(Saved data entries)

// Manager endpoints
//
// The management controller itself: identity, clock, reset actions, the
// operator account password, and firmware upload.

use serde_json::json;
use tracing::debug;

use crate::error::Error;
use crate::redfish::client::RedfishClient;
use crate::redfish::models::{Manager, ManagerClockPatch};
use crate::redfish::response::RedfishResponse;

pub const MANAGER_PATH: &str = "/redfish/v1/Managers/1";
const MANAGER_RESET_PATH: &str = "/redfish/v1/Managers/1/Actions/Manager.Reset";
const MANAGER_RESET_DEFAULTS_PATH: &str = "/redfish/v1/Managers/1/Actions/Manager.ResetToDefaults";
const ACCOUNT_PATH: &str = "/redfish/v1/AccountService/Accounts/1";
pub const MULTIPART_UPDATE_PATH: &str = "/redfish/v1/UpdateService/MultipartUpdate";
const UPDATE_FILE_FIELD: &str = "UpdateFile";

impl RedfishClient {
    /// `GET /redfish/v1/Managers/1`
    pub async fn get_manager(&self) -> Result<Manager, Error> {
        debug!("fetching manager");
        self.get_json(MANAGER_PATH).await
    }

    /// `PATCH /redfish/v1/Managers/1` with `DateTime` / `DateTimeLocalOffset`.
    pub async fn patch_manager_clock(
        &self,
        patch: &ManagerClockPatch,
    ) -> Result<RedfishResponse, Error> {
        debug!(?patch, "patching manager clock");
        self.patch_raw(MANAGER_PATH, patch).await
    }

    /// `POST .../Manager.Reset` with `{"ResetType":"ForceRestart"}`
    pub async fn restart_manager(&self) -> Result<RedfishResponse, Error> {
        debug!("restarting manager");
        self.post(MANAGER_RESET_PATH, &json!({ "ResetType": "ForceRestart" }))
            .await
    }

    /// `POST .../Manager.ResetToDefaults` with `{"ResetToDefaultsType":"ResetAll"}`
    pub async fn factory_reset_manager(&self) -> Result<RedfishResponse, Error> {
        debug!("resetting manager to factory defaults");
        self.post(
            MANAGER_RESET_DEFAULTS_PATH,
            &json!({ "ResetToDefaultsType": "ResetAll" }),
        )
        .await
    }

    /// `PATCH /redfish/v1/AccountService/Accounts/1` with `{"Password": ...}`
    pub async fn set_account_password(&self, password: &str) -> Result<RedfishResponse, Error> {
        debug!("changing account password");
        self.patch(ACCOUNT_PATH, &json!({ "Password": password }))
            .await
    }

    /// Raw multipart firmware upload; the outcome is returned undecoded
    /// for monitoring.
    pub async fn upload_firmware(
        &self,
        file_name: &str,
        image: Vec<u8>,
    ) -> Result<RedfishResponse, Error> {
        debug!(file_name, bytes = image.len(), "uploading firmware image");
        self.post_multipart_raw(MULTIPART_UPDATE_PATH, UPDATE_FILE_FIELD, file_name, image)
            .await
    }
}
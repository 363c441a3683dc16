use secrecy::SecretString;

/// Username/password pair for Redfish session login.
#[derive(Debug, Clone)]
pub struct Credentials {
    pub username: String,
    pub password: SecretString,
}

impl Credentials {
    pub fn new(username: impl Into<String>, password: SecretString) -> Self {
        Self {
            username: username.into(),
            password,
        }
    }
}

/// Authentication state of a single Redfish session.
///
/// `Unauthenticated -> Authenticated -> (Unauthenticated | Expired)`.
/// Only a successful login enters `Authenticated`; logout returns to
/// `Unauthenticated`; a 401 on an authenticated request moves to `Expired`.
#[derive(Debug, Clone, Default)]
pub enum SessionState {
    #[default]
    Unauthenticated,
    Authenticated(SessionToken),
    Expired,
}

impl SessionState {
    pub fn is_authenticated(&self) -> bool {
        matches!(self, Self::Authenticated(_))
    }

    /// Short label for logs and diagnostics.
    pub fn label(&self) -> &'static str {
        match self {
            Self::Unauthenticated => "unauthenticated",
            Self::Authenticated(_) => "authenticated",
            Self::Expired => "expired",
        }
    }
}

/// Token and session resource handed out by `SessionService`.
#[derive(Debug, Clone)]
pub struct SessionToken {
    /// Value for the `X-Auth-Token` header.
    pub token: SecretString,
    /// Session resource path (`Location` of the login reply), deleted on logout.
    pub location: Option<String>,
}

==

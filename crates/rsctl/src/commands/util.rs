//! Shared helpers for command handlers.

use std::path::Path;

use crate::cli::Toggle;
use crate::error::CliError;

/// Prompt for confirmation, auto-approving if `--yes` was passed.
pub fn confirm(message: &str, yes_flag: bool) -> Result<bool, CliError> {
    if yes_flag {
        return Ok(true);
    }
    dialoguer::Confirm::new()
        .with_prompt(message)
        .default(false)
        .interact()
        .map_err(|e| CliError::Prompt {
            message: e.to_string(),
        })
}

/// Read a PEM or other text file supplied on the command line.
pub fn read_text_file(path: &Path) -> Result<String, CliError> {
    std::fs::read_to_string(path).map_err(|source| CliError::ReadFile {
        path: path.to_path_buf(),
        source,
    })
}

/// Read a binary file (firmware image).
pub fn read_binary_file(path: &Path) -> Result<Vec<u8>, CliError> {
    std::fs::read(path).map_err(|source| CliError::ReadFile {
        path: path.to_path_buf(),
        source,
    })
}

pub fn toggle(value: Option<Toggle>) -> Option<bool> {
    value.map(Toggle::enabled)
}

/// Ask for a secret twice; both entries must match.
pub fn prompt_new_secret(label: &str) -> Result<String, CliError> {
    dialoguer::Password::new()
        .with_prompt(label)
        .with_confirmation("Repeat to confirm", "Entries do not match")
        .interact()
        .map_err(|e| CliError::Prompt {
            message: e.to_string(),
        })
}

PROBLEM STATEMENT: Retype the records above, but only those lines that fall between the line containing "const UPDATE_FILE_FIELD: &str" and the line containing "pub async fn restart_manager(&self)", with both of those lines included, exactly as written.

OUTPUT FOR THIS EXERCISE:
const UPDATE_FILE_FIELD: &str = "UpdateFile";

impl RedfishClient {
    /// `GET /redfish/v1/Managers/1`
    pub async fn get_manager(&self) -> Result<Manager, Error> {
        debug!("fetching manager");
        self.get_json(MANAGER_PATH).await
    }

    /// `PATCH /redfish/v1/Managers/1` with `DateTime` / `DateTimeLocalOffset`.
    pub async fn patch_manager_clock(
        &self,
        patch: &ManagerClockPatch,
    ) -> Result<RedfishResponse, Error> {
        debug!(?patch, "patching manager clock");
        self.patch_raw(MANAGER_PATH, patch).await
    }

    /// `POST .../Manager.Reset` with `{"ResetType":"ForceRestart"}`
    pub async fn restart_manager(&self) -> Result<RedfishResponse, Error> {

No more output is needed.